Black Hills Corp (BKH) is a good buy for a beginner investor with a long-term strategy and $50,000-$100,000 to invest. The company demonstrates strong fundamentals, positive earnings growth, consistent dividend increases, and favorable analyst sentiment. Despite minor short-term price fluctuations, the long-term outlook is solid.
The MACD is positive and contracting, indicating a potential bullish trend. The RSI is neutral at 53.876, and moving averages are bullish (SMA_5 > SMA_20 > SMA_200). The stock is trading above its pivot point (73.857) and is near its first resistance level (R1: 75.392). Overall, the technical indicators suggest a stable to slightly bullish trend.
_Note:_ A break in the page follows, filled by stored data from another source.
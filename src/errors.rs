//! Typed error hierarchy for the delver runtime.
//!
//! Three top-level types cover the three subsystems:
//! - `PlanningError` — objective decomposition and dependency-graph failures
//! - `HandlerError` — per-subtask handler failures, captured as data
//! - `CheckpointError` — checkpoint manager and store failures

use thiserror::Error;

/// Errors from planning an objective into an executable subtask graph.
///
/// Any of these is fatal to `Supervisor::plan` — no partial plan is ever
/// returned.
#[derive(Debug, Error)]
pub enum PlanningError {
    #[error("Cyclic dependencies among subtasks: {ids:?}")]
    CyclicDependencies { ids: Vec<String> },

    #[error("Subtask '{subtask}' depends on unknown subtask '{dependency}'")]
    UnknownDependency { subtask: String, dependency: String },

    #[error("Subtask '{subtask}' depends on index {index}, but the plan has {len} subtasks")]
    DependencyIndexOutOfRange {
        subtask: String,
        index: usize,
        len: usize,
    },

    #[error("Duplicate subtask id: {id}")]
    DuplicateSubtask { id: String },

    #[error("Planner produced no subtasks for objective: {objective}")]
    EmptyPlan { objective: String },

    #[error("Planner failed: {0}")]
    Planner(#[source] anyhow::Error),
}

/// A handler failed on a single subtask.
///
/// Handler errors are local: they are recorded in the subtask's `error` field
/// and the run's `failed_subtasks` list, and block dependents, but never abort
/// sibling subtasks or the run itself.
#[derive(Debug, Error)]
#[error("{message}")]
pub struct HandlerError {
    pub message: String,
    /// Whether the caller could reasonably retry this subtask.
    pub retryable: bool,
}

impl HandlerError {
    pub fn new(message: impl Into<String>) -> Self {
        Self {
            message: message.into(),
            retryable: false,
        }
    }

    pub fn retryable(message: impl Into<String>) -> Self {
        Self {
            message: message.into(),
            retryable: true,
        }
    }
}

/// Errors from the checkpoint manager and its backends.
///
/// `NotFound` and `WrongRun` are invalid-request failures; `Storage` wraps a
/// backend read/write failure. The two classes are never conflated: a restore
/// of a run with no checkpoints is `Ok(None)`, not an error.
#[derive(Debug, Error)]
pub enum CheckpointError {
    #[error("Checkpoint {checkpoint_id} not found")]
    NotFound { checkpoint_id: String },

    #[error("Checkpoint {checkpoint_id} does not belong to run {run_id}")]
    WrongRun {
        checkpoint_id: String,
        run_id: String,
    },

    #[error("Unsupported state envelope version {found} (expected {expected})")]
    EnvelopeVersion { found: u32, expected: u32 },

    #[error("Failed to serialize run state: {0}")]
    Serialize(#[source] serde_json::Error),

    #[error("Failed to deserialize run state: {0}")]
    Deserialize(#[source] serde_json::Error),

    #[error("Checkpoint store error: {0}")]
    Storage(#[source] anyhow::Error),
}

impl CheckpointError {
    /// Whether this is an invalid-request failure rather than an I/O failure.
    pub fn is_not_found(&self) -> bool {
        matches!(self, Self::NotFound { .. } | Self::WrongRun { .. })
    }
}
Think Investments' acquisition of 537,637 shares, increasing its stake by $37.32 million, signals institutional confidence.
Black Hills has increased its dividend for the 56th consecutive year, appealing to long-term investors.
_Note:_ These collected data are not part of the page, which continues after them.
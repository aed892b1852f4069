//! Adaptive effort-tier control loop.
//!
//! The depth controller decides how much effort an iterative research step
//! should spend: it assigns a discrete depth level (shallow through
//! exhaustive), re-evaluates it as evidence metrics accumulate, and says when
//! to stop iterating. The only external input is a budget tracker read once
//! per metrics update.

use std::str::FromStr;
use std::sync::Arc;

use chrono::{DateTime, Utc};
use serde::{Deserialize, Serialize};
use tracing::debug;

use crate::depth::budget::BudgetTracker;

/// Discrete effort tier bounding how many iterations a research step may
/// consume.
#[derive(Debug, Clone, Copy, PartialEq, Eq, PartialOrd, Ord, Serialize, Deserialize)]
#[serde(rename_all = "snake_case")]
pub enum DepthLevel {
    Shallow,
    Moderate,
    Deep,
    Exhaustive,
}

impl DepthLevel {
    pub fn as_str(&self) -> &'static str {
        match self {
            Self::Shallow => "shallow",
            Self::Moderate => "moderate",
            Self::Deep => "deep",
            Self::Exhaustive => "exhaustive",
        }
    }

    /// The next tier up, if any.
    pub fn step_up(&self) -> Option<Self> {
        match self {
            Self::Shallow => Some(Self::Moderate),
            Self::Moderate => Some(Self::Deep),
            Self::Deep => Some(Self::Exhaustive),
            Self::Exhaustive => None,
        }
    }

    /// The next tier down, if any.
    pub fn step_down(&self) -> Option<Self> {
        match self {
            Self::Shallow => None,
            Self::Moderate => Some(Self::Shallow),
            Self::Deep => Some(Self::Moderate),
            Self::Exhaustive => Some(Self::Deep),
        }
    }
}

impl FromStr for DepthLevel {
    type Err = String;

    fn from_str(s: &str) -> Result<Self, Self::Err> {
        match s {
            "shallow" => Ok(Self::Shallow),
            "moderate" => Ok(Self::Moderate),
            "deep" => Ok(Self::Deep),
            "exhaustive" => Ok(Self::Exhaustive),
            _ => Err(format!("Invalid depth level: {}", s)),
        }
    }
}

/// Inclusive iteration range for one depth level.
#[derive(Debug, Clone, Copy, Serialize, Deserialize)]
pub struct IterationRange {
    pub min: u32,
    pub max: u32,
}

/// Configuration for the depth controller: per-level iteration ranges and the
/// metric thresholds driving adjustment.
#[derive(Debug, Clone, Serialize, Deserialize)]
pub struct DepthConfig {
    pub shallow: IterationRange,
    pub moderate: IterationRange,
    pub deep: IterationRange,
    pub exhaustive: IterationRange,
    /// Confidence at which searching harder stops paying off.
    pub high_confidence: f64,
    /// Coverage that, with high confidence, means we are done.
    pub coverage_target: f64,
    /// Confidence below which escalation is considered.
    pub low_confidence: f64,
    /// Coverage below which escalation is considered.
    pub low_coverage: f64,
    /// Budget ratio under which depth is forced down to shallow.
    pub budget_downgrade: f64,
    /// Budget ratio that must remain before stepping up a tier.
    pub budget_step_up_floor: f64,
    /// Hard budget floor: below this, stop outright.
    pub budget_floor: f64,
    /// Early-success confidence threshold.
    pub early_confidence: f64,
    /// Early-success coverage threshold.
    pub early_coverage: f64,
}

impl Default for DepthConfig {
    fn default() -> Self {
        Self {
            shallow: IterationRange { min: 1, max: 2 },
            moderate: IterationRange { min: 3, max: 5 },
            deep: IterationRange { min: 5, max: 10 },
            exhaustive: IterationRange { min: 10, max: 20 },
            high_confidence: 0.85,
            coverage_target: 0.7,
            low_confidence: 0.3,
            low_coverage: 0.4,
            budget_downgrade: 0.2,
            budget_step_up_floor: 0.5,
            budget_floor: 0.1,
            early_confidence: 0.9,
            early_coverage: 0.8,
        }
    }
}

impl DepthConfig {
    /// Iteration range for a level.
    pub fn range(&self, level: DepthLevel) -> IterationRange {
        match level {
            DepthLevel::Shallow => self.shallow,
            DepthLevel::Moderate => self.moderate,
            DepthLevel::Deep => self.deep,
            DepthLevel::Exhaustive => self.exhaustive,
        }
    }

    /// Override one level's iteration range.
    pub fn with_range(mut self, level: DepthLevel, min: u32, max: u32) -> Self {
        let range = IterationRange { min, max };
        match level {
            DepthLevel::Shallow => self.shallow = range,
            DepthLevel::Moderate => self.moderate = range,
            DepthLevel::Deep => self.deep = range,
            DepthLevel::Exhaustive => self.exhaustive = range,
        }
        self
    }

    /// Override the hard budget floor.
    pub fn with_budget_floor(mut self, floor: f64) -> Self {
        self.budget_floor = floor;
        self
    }

    /// Override the early-success thresholds.
    pub fn with_early_success(mut self, confidence: f64, coverage: f64) -> Self {
        self.early_confidence = confidence;
        self.early_coverage = coverage;
        self
    }
}

/// One recorded level change.
#[derive(Debug, Clone, Serialize, Deserialize)]
pub struct DepthTransition {
    pub from: DepthLevel,
    pub to: DepthLevel,
    pub reason: String,
    pub at_iteration: u32,
    pub at: DateTime<Utc>,
}

/// Accumulated signal for one iterative research step.
///
/// Owned by the caller; the controller is a transformer over it.
#[derive(Debug, Clone, Serialize, Deserialize)]
pub struct DepthState {
    pub current_level: DepthLevel,
    pub current_iteration: u32,
    pub max_iterations: u32,
    /// Caller-supplied scores, all clamped to [0, 1].
    pub complexity: f64,
    pub coverage: f64,
    pub confidence: f64,
    pub diversity: f64,
    /// remaining/initial budget, clamped to [0, 1].
    pub budget_ratio: f64,
    pub history: Vec<DepthTransition>,
}

impl DepthState {
    pub fn cap_reached(&self) -> bool {
        self.current_iteration >= self.max_iterations
    }
}

/// The controller's verdict for the current iteration.
#[derive(Debug, Clone, Serialize, Deserialize)]
pub struct DepthAdjustment {
    pub should_adjust: bool,
    #[serde(default, skip_serializing_if = "Option::is_none")]
    pub new_level: Option<DepthLevel>,
    pub reason: String,
    /// Whether the caller should run another iteration.
    pub proceed: bool,
}

impl DepthAdjustment {
    fn hold(reason: &str, proceed: bool) -> Self {
        Self {
            should_adjust: false,
            new_level: None,
            reason: reason.to_string(),
            proceed,
        }
    }

    fn change(new_level: DepthLevel, reason: &str, proceed: bool) -> Self {
        Self {
            should_adjust: true,
            new_level: Some(new_level),
            reason: reason.to_string(),
            proceed,
        }
    }
}

/// Decides effort tier and continuation for an iterative research step.
pub struct DepthController {
    config: DepthConfig,
    budget: Arc<dyn BudgetTracker>,
}

impl DepthController {
    pub fn new(config: DepthConfig, budget: Arc<dyn BudgetTracker>) -> Self {
        Self { config, budget }
    }

    pub fn config(&self) -> &DepthConfig {
        &self.config
    }

    /// Create depth state for a new research step.
    ///
    /// Without an explicit level, complexity picks it: below 0.25 shallow,
    /// below 0.5 moderate, below 0.75 deep, otherwise exhaustive.
    pub fn initialize_state(&self, complexity: f64, initial_level: Option<DepthLevel>) -> DepthState {
        let complexity = complexity.clamp(0.0, 1.0);
        let level = initial_level.unwrap_or(if complexity < 0.25 {
            DepthLevel::Shallow
        } else if complexity < 0.5 {
            DepthLevel::Moderate
        } else if complexity < 0.75 {
            DepthLevel::Deep
        } else {
            DepthLevel::Exhaustive
        });

        DepthState {
            current_level: level,
            current_iteration: 0,
            max_iterations: self.config.range(level).max,
            complexity,
            coverage: 0.0,
            confidence: 0.0,
            diversity: 0.0,
            budget_ratio: 1.0,
            history: Vec::new(),
        }
    }

    /// Overwrite the provided metrics (others keep their prior value) and
    /// refresh `budget_ratio` from the tracker.
    pub async fn update_metrics(
        &self,
        state: &mut DepthState,
        coverage: Option<f64>,
        confidence: Option<f64>,
        diversity: Option<f64>,
    ) {
        if let Some(coverage) = coverage {
            state.coverage = coverage.clamp(0.0, 1.0);
        }
        if let Some(confidence) = confidence {
            state.confidence = confidence.clamp(0.0, 1.0);
        }
        if let Some(diversity) = diversity {
            state.diversity = diversity.clamp(0.0, 1.0);
        }
        state.budget_ratio = self.budget.ratio().await;
    }

    /// Evaluate whether the effort tier should change, first match wins:
    ///
    /// 1. iteration cap reached — stop
    /// 2. budget nearly gone — force shallow (the one rule allowed to skip
    ///    tiers), at most two total iterations
    /// 3. confident: enough coverage means stop, otherwise ease down a tier
    /// 4. weak signal with budget to spare — escalate a tier
    /// 5. hold
    pub fn evaluate_adjustment(&self, state: &DepthState) -> DepthAdjustment {
        let cfg = &self.config;

        if state.cap_reached() {
            return DepthAdjustment::hold("iteration cap reached", false);
        }

        if state.budget_ratio < cfg.budget_downgrade {
            if state.current_level != DepthLevel::Shallow {
                return DepthAdjustment::change(
                    DepthLevel::Shallow,
                    "budget nearly exhausted, dropping to shallow",
                    state.current_iteration < 2,
                );
            }
            return DepthAdjustment::hold("budget nearly exhausted at shallow", false);
        }

        if state.confidence >= cfg.high_confidence {
            if state.coverage >= cfg.coverage_target {
                return DepthAdjustment::hold("confident with sufficient coverage", false);
            }
            if let Some(lower) = state.current_level.step_down() {
                return DepthAdjustment::change(
                    lower,
                    "confident but coverage thin, easing down one tier",
                    true,
                );
            }
            return DepthAdjustment::hold("confident at shallow, widening coverage", true);
        }

        if (state.confidence < cfg.low_confidence || state.coverage < cfg.low_coverage)
            && state.budget_ratio > cfg.budget_step_up_floor
        {
            if let Some(higher) = state.current_level.step_up() {
                return DepthAdjustment::change(
                    higher,
                    "weak signal with budget to spare, escalating one tier",
                    true,
                );
            }
            return DepthAdjustment::hold("weak signal but already exhaustive", true);
        }

        DepthAdjustment::hold("metrics within band", true)
    }

    /// Apply a recommended adjustment, recording the transition.
    ///
    /// After any level change at least one more iteration is guaranteed:
    /// the cap becomes `max(current_iteration + 1, configured max)`.
    pub fn apply_adjustment(&self, state: &mut DepthState, adjustment: &DepthAdjustment) {
        if !adjustment.should_adjust {
            return;
        }
        let Some(new_level) = adjustment.new_level else {
            return;
        };

        debug!(
            from = state.current_level.as_str(),
            to = new_level.as_str(),
            reason = %adjustment.reason,
            "depth level change"
        );
        state.history.push(DepthTransition {
            from: state.current_level,
            to: new_level,
            reason: adjustment.reason.clone(),
            at_iteration: state.current_iteration,
            at: Utc::now(),
        });
        state.current_level = new_level;
        state.max_iterations = (state.current_iteration + 1).max(self.config.range(new_level).max);
    }

    /// Whether another iteration is worth running at all.
    ///
    /// False once the cap is hit, the budget falls under the hard floor, or
    /// confidence and coverage both clear the early-success bar.
    pub fn should_continue(&self, state: &DepthState) -> bool {
        if state.cap_reached() {
            return false;
        }
        if state.budget_ratio < self.config.budget_floor {
            return false;
        }
        if state.confidence >= self.config.early_confidence
            && state.coverage >= self.config.early_coverage
        {
            return false;
        }
        true
    }

    pub fn increment_iteration(&self, state: &mut DepthState) {
        state.current_iteration += 1;
    }
}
Positive earnings growth guidance for 2026 ($4.25-$4.45 per share) and YoY revenue growth of 6.43% in Q4
Analyst upgrades, with BMO Capital raising the price target to $84 and maintaining an Outperform rating.
Wells Fargo's downgrade of NorthWestern Energy (NWE) on concerns about the Black Hills merger introduces some uncertainty.
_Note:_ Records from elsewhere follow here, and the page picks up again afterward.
//! Subtask dependency graph and execution ordering.
//!
//! This module turns the subtasks of one plan into a directed acyclic graph
//! and computes the order the supervisor walks during execution.
//!
//! Two components:
//!
//! 1. **Builder** — constructs and validates the graph (unique ids, known
//!    dependencies)
//! 2. **Order** — priority-aware topological sort producing `execution_order`
//!
//! Cycles are fatal: ordering fails naming the unorderable subtask ids rather
//! than silently dropping them.

mod builder;
mod order;

pub use builder::{GraphBuilder, NodeIndex, SubtaskGraph};
pub use order::execution_order;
Gross margin dropped by 3.17% YoY in Q4 2025, which could indicate cost pressures.
In Q4 2025, revenue increased by 6.43% YoY to $635.5 million, net income rose by 7.03% YoY to $105 million, and EPS grew by 1.46% YoY to $1.39. However, gross margin declined by 3.17% YoY to 51.36%. The company also provided strong earnings guidance for 2026 ($4.25-$4.45 per share).
Analysts are generally positive on BKH. BMO Capital raised the price target to $84 and maintained an Outperform rating, citing incremental earnings potential. BofA raised the price target to $72 with a Neutral rating. Wells Fargo expressed concerns about the merger, but this appears to be an isolated view.